Two very different views on love and marriage within Islam. If you follow the link to Gandalf's post, you can see him go on to discover, apparently for the first time, that Muhammed had sex with his slaves, as well as the dozen or so wives he collected along the way (often after chopping their husband's head off).
True Colours wrote on Sep 13
th, 2013 at 10:57am:
In Islam, a marriage does not necessarily mean that the husband and wife will live together immediately as in Western culture.
In Islam, a marriage is understood to be a contract between a man and a woman.
While a marriage could hypothetically take place at any age, the couple living together as man and wife would occur when both were biologically adults.
True Colours wrote on Sep 3
rd, 2013 at 12:34pm:
freediver wrote on Sep 3
rd, 2013 at 12:19pm:
According to Falah Islam rejects modern concepts of love, in particular people falling in love prior to getting married, and supports arranged marriage.
Islam teaches that a marriage should be arranged according to a person's inner qualities. The superficial qualities such as outer beauty are considered to be of secondary importance.
Today in the West, it seems to be the other way round with outer beauty being the primary consideration.
Most people in the English-speaking world today seem to confuse the word 'love' with 'lust'. Their idea of love is often confused with sexual attraction.
In the West, we have ridiculous ideas like 'love at first sight'. True love comes from knowing a person's good character. Liking a person's physical appearance is just an attraction of the person's baser animal instincts.
polite_gandalf wrote on Sep 3
rd, 2013 at 8:35am:
freediver wrote on Sep 2
nd, 2013 at 9:47pm:
Do you expect people to believe that Arabs have considered spousal rape and the rape of slaves to be the same as rape in other contexts since before Muhammed's time?
Probably not. Hence the whole (new) concept of marriage being about mutual support and love introduced by Muhammad and the quran.
polite_gandalf wrote on Sep 3
rd, 2013 at 1:11pm:
freediver wrote on Sep 3
rd, 2013 at 12:19pm:
So the concept of love in marriage did not even exist before Muhammed?
And husbands and wives did not support each other?
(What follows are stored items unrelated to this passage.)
#![deny(
    unsafe_code,
    missing_docs,
    dead_code,
    unused_results,
    non_snake_case,
    unreachable_pub
)]

//! JSON save files for Color Lines.
//!
//! A save is a single JSON object:
//!
//! ```json
//! {
//!   "balls": [{ "id": 0, "row": 2, "col": 2, "color": "#ff0000", "bounceOffset": 0 }],
//!   "nextBallId": 1,
//!   "selectedBallIndex": -1,
//!   "movingBallIndex": -1,
//!   "score": 0,
//!   "saveVersion": "1.0",
//!   "saveTime": "2024-05-01T12:00:00Z",
//!   "gameName": "Ball Game"
//! }
//! ```
//!
//! Reading is lenient about individual fields (missing or mistyped values fall
//! back to defaults, unreadable colors become red) but strict about the board:
//! a document that would place balls off the board or on top of each other is
//! rejected as a whole.

mod color;

use std::{
    collections::BTreeSet,
    fs, io,
    path::{Path, PathBuf},
    time::{Duration, SystemTime, UNIX_EPOCH},
};

use color_lines_core::{
    BallColor, BallId, BallRecord, CellCoord, GameSnapshot, BOARD_COLUMNS, BOARD_ROWS,
    MAX_BOUNCE_OFFSET,
};
use log::{info, warn};
use serde::Serialize;
use serde_json::{Map, Value};
use thiserror::Error;

/// Format version written into every save.
pub const SAVE_VERSION: &str = "1.0";

/// Game name written into every save.
pub const GAME_NAME: &str = "Ball Game";

/// Extension appended to save paths that carry neither it nor `.json`.
pub const SAVE_EXTENSION: &str = "bgsave";

const NO_INDEX: i64 = -1;

/// Errors raised while reading a save.
#[derive(Debug, Error)]
pub enum LoadError {
    /// The file could not be read.
    #[error("could not read {}", .path.display())]
    Io {
        /// File that was being read.
        path: PathBuf,
        /// Underlying failure.
        #[source]
        source: io::Error,
    },
    /// The contents are not JSON.
    #[error("save file is not valid JSON")]
    Json(#[from] serde_json::Error),
    /// The document is not a JSON object.
    #[error("save document is not a JSON object")]
    NotAnObject,
    /// The `balls` field is missing or is not a list.
    #[error("save document has no ball list")]
    MissingBalls,
    /// The document holds no balls.
    #[error("save document contains no balls")]
    NoBalls,
    /// A ball lies outside the board.
    #[error("ball {id} lies outside the board at ({row}, {col})")]
    OutOfBounds {
        /// Stored identifier of the ball.
        id: i64,
        /// Stored row.
        row: i64,
        /// Stored column.
        col: i64,
    },
    /// Two balls share a cell.
    #[error("several balls occupy row {row}, column {col}")]
    DuplicatePosition {
        /// Shared row.
        row: i64,
        /// Shared column.
        col: i64,
    },
    /// A ball carries a negative or oversized identifier.
    #[error("ball identifier {id} is invalid")]
    InvalidId {
        /// Offending identifier.
        id: i64,
    },
    /// Two balls share an identifier.
    #[error("ball identifier {id} is used more than once")]
    DuplicateId {
        /// Shared identifier.
        id: i64,
    },
}

/// Errors raised while writing a save.
#[derive(Debug, Error)]
pub enum SaveError {
    /// The file could not be written.
    #[error("could not write {}", .path.display())]
    Io {
        /// File that was being written.
        path: PathBuf,
        /// Underlying failure.
        #[source]
        source: io::Error,
    },
    /// The document could not be encoded.
    #[error("could not encode save document")]
    Json(#[from] serde_json::Error),
}

/// One ball as stored in a save.
#[derive(Clone, Debug, PartialEq, Eq, Serialize)]
#[serde(rename_all = "camelCase")]
pub struct BallEntry {
    /// Stored identifier.
    pub id: i64,
    /// Stored row.
    pub row: i64,
    /// Stored column.
    pub col: i64,
    /// Ball color, written as `#rrggbb`.
    #[serde(serialize_with = "color::serialize_hex")]
    pub color: BallColor,
    /// Visual bounce offset.
    pub bounce_offset: i64,
}

/// Complete save document.
#[derive(Clone, Debug, PartialEq, Eq, Serialize)]
#[serde(rename_all = "camelCase")]
pub struct SaveDocument {
    /// Every stored ball.
    pub balls: Vec<BallEntry>,
    /// Identifier the next spawned ball receives.
    pub next_ball_id: i64,
    /// Position in `balls` of the selected ball, or -1.
    pub selected_ball_index: i64,
    /// Position in `balls` of the moving ball, or -1.
    pub moving_ball_index: i64,
    /// Cumulative score.
    pub score: i64,
    /// Format version.
    pub save_version: String,
    /// UTC time the save was written, in ISO 8601.
    pub save_time: String,
    /// Name of the game that wrote the save.
    pub game_name: String,
}

impl SaveDocument {
    /// Builds the document describing `snapshot`, stamped with `saved_at`.
    #[must_use]
    pub fn from_snapshot(snapshot: &GameSnapshot, saved_at: SystemTime) -> Self {
        let balls: Vec<BallEntry> = snapshot
            .balls
            .iter()
            .map(|record| BallEntry {
                id: i64::from(record.id.get()),
                row: i64::from(record.cell.row()),
                col: i64::from(record.cell.column()),
                color: record.color,
                bounce_offset: i64::from(record.bounce_offset),
            })
            .collect();
        let index_of = |ball: Option<BallId>| {
            ball.and_then(|ball| snapshot.balls.iter().position(|record| record.id == ball))
                .and_then(|index| i64::try_from(index).ok())
                .unwrap_or(NO_INDEX)
        };

        Self {
            balls,
            next_ball_id: i64::from(snapshot.next_ball_id),
            selected_ball_index: index_of(snapshot.selected),
            moving_ball_index: index_of(snapshot.moving),
            score: i64::from(snapshot.score),
            save_version: SAVE_VERSION.to_owned(),
            save_time: format_timestamp(saved_at),
            game_name: GAME_NAME.to_owned(),
        }
    }

    /// Parses a document, applying per-field defaults.
    ///
    /// Only the overall shape is checked here; board validation happens in
    /// [`SaveDocument::into_snapshot`].
    pub fn parse(text: &str) -> Result<Self, LoadError> {
        let value: Value = serde_json::from_str(text)?;
        let Value::Object(root) = value else {
            return Err(LoadError::NotAnObject);
        };
        let Some(Value::Array(entries)) = root.get("balls") else {
            return Err(LoadError::MissingBalls);
        };

        let balls = entries
            .iter()
            .filter_map(Value::as_object)
            .map(parse_ball)
            .collect();

        Ok(Self {
            balls,
            next_ball_id: int_field(&root, "nextBallId", 0),
            selected_ball_index: int_field(&root, "selectedBallIndex", NO_INDEX),
            moving_ball_index: int_field(&root, "movingBallIndex", NO_INDEX),
            score: int_field(&root, "score", 0),
            save_version: text_field(&root, "saveVersion"),
            save_time: text_field(&root, "saveTime"),
            game_name: text_field(&root, "gameName"),
        })
    }

    /// Encodes the document as indented JSON.
    pub fn to_json(&self) -> Result<String, SaveError> {
        Ok(serde_json::to_string_pretty(self)?)
    }

    /// Validates the document and converts it into a game snapshot.
    ///
    /// The identifier counter is raised above the largest stored identifier
    /// when needed. Indices that do not point at a stored ball are dropped.
    pub fn into_snapshot(self) -> Result<GameSnapshot, LoadError> {
        if self.balls.is_empty() {
            return Err(LoadError::NoBalls);
        }

        let mut cells = BTreeSet::new();
        let mut ids = BTreeSet::new();
        let mut records = Vec::with_capacity(self.balls.len());
        for entry in &self.balls {
            let cell = board_cell(entry).ok_or(LoadError::OutOfBounds {
                id: entry.id,
                row: entry.row,
                col: entry.col,
            })?;
            if !cells.insert(cell) {
                return Err(LoadError::DuplicatePosition {
                    row: entry.row,
                    col: entry.col,
                });
            }
            let id = u32::try_from(entry.id).map_err(|_| LoadError::InvalidId { id: entry.id })?;
            if !ids.insert(id) {
                return Err(LoadError::DuplicateId { id: entry.id });
            }

            let bounce_offset = entry
                .bounce_offset
                .clamp(i64::from(-MAX_BOUNCE_OFFSET), i64::from(MAX_BOUNCE_OFFSET));
            records.push(BallRecord {
                id: BallId::new(id),
                cell,
                color: entry.color,
                bounce_offset: i32::try_from(bounce_offset).unwrap_or(0),
            });
        }

        let stored_next = u32::try_from(self.next_ball_id.max(0)).unwrap_or(u32::MAX);
        let next_ball_id = match ids.last() {
            Some(&highest) if highest >= stored_next => highest.saturating_add(1),
            _ => stored_next,
        };
        let ball_at_index = |index: i64| {
            usize::try_from(index)
                .ok()
                .and_then(|index| records.get(index))
                .map(|record| record.id)
        };

        Ok(GameSnapshot {
            selected: ball_at_index(self.selected_ball_index),
            moving: ball_at_index(self.moving_ball_index),
            next_ball_id,
            score: u32::try_from(self.score.max(0)).unwrap_or(u32::MAX),
            balls: records,
        })
    }
}

/// Resolves the path a save is written to.
///
/// Paths ending in `.bgsave` or `.json` (any case) are kept; anything else
/// gets `.bgsave` appended.
#[must_use]
pub fn resolve_save_path(path: &Path) -> PathBuf {
    let keeps_extension = path
        .extension()
        .and_then(|extension| extension.to_str())
        .is_some_and(|extension| {
            extension.eq_ignore_ascii_case(SAVE_EXTENSION) || extension.eq_ignore_ascii_case("json")
        });
    if keeps_extension {
        return path.to_path_buf();
    }

    let mut name = path.as_os_str().to_owned();
    name.push(".");
    name.push(SAVE_EXTENSION);
    PathBuf::from(name)
}

/// Writes `snapshot` to `path`, returning the path actually written.
///
/// The document goes to a sibling temporary file first and is then renamed
/// into place, so a failed write never leaves a truncated save behind.
pub fn save_to_path(path: &Path, snapshot: &GameSnapshot) -> Result<PathBuf, SaveError> {
    let target = resolve_save_path(path);
    let json = SaveDocument::from_snapshot(snapshot, SystemTime::now()).to_json()?;

    let mut temporary = target.as_os_str().to_owned();
    temporary.push(".tmp");
    let temporary = PathBuf::from(temporary);

    fs::write(&temporary, json).map_err(|source| SaveError::Io {
        path: temporary.clone(),
        source,
    })?;
    if let Err(source) = fs::rename(&temporary, &target) {
        let _ = fs::remove_file(&temporary);
        return Err(SaveError::Io {
            path: target,
            source,
        });
    }

    info!(
        "saved {} balls to {}",
        snapshot.balls.len(),
        target.display()
    );
    Ok(target)
}

/// Reads and validates the save stored at `path`.
pub fn load_from_path(path: &Path) -> Result<GameSnapshot, LoadError> {
    let text = fs::read_to_string(path).map_err(|source| LoadError::Io {
        path: path.to_path_buf(),
        source,
    })?;
    let snapshot = SaveDocument::parse(&text)
        .and_then(SaveDocument::into_snapshot)
        .map_err(|error| {
            warn!("rejected save {}: {error}", path.display());
            error
        })?;
    info!(
        "loaded {} balls from {}",
        snapshot.balls.len(),
        path.display()
    );
    Ok(snapshot)
}

fn parse_ball(entry: &Map<String, Value>) -> BallEntry {
    BallEntry {
        id: int_field(entry, "id", NO_INDEX),
        row: int_field(entry, "row", 0),
        col: int_field(entry, "col", 0),
        color: entry
            .get("color")
            .and_then(color::from_value)
            .unwrap_or(BallColor::RED),
        bounce_offset: int_field(entry, "bounceOffset", 0),
    }
}

fn int_field(object: &Map<String, Value>, key: &str, default: i64) -> i64 {
    object
        .get(key)
        .and_then(|value| {
            value.as_i64().or_else(|| {
                value
                    .as_f64()
                    .filter(|number| number.fract() == 0.0)
                    .map(|number| number as i64)
            })
        })
        .unwrap_or(default)
}

fn text_field(object: &Map<String, Value>, key: &str) -> String {
    object
        .get(key)
        .and_then(Value::as_str)
        .unwrap_or_default()
        .to_owned()
}

fn board_cell(entry: &BallEntry) -> Option<CellCoord> {
    let row = u32::try_from(entry.row).ok()?;
    let column = u32::try_from(entry.col).ok()?;
    (row < BOARD_ROWS && column < BOARD_COLUMNS).then_some(CellCoord::new(row, column))
}

/// Latest instant RFC 3339 can express, 9999-12-31T23:59:59Z.
const LAST_TIMESTAMP_SECS: u64 = 253_402_300_799;

/// Formats `time` as an ISO 8601 UTC timestamp with second precision.
///
/// Instants outside the years 1970 to 9999 are clamped to the nearest end.
fn format_timestamp(time: SystemTime) -> String {
    let last = UNIX_EPOCH + Duration::from_secs(LAST_TIMESTAMP_SECS);
    let clamped = time.clamp(UNIX_EPOCH, last);
    humantime::format_rfc3339_seconds(clamped).to_string()
}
What about all the "slaves that you can have sex with"?
I don't know anything about pre-islamic arabia.
Common sense though dictates that love and mutual affection between a man and a woman is a pretty universal innate characteristic of humans - irrespective of what religion they hold.
It was however fairly standard fair (and again I don't know the specifics of pre-islamic arabian culture) for pre-modern societies to institute laws and social norms that culturalised oppression of women, and reduce them to mere objects to be bartered by their fathers and uncles, and then objects of possession for their (chosen) husband. This effectively barred women from finding their own mate and marrying who they choose based on mutual love. We know this was very common throughout history, across cultures.
Islam undeniably acknowledged this culture and sought to change it - introducing the then radical notion that marriage should a) be based on mutual love and agreement between the husband and wife and b) provide a relationship that gives equal rights and responsibilities on both the husband and wife. However much you and moses attempt to smear islam, it doesn't change the fact that these new notions about marriage (I gave a sample in my last post) were a significant change in culture (in a general sense - again not being an expert on the specifics of arabian culture), and they were introduced by islam.
Quote:According to Falah Islam rejects modern concepts of love, in particular people falling in love prior to getting married, and supports arranged marriage.
Sounds like a typical stick-in-the-mud with no imagination. Fact: the quran intends marriage for people who are
already in love and decide themselves they want to live in marriage. How is that possible if you can only marry someone you don't know, and chosen by your parents? It is completely contradictory.
Of course we reject living together and sharing a bed before marriage - which is probably what he was referring to with "modern concepts of love".
I don't think Gandalf managed to dig up a single example of Muhammed using the word love in the context of sex or marriage, or attempting to change the Arabic culture of treating women as property. It must be another example of Islam's "phased" approach to cultural change.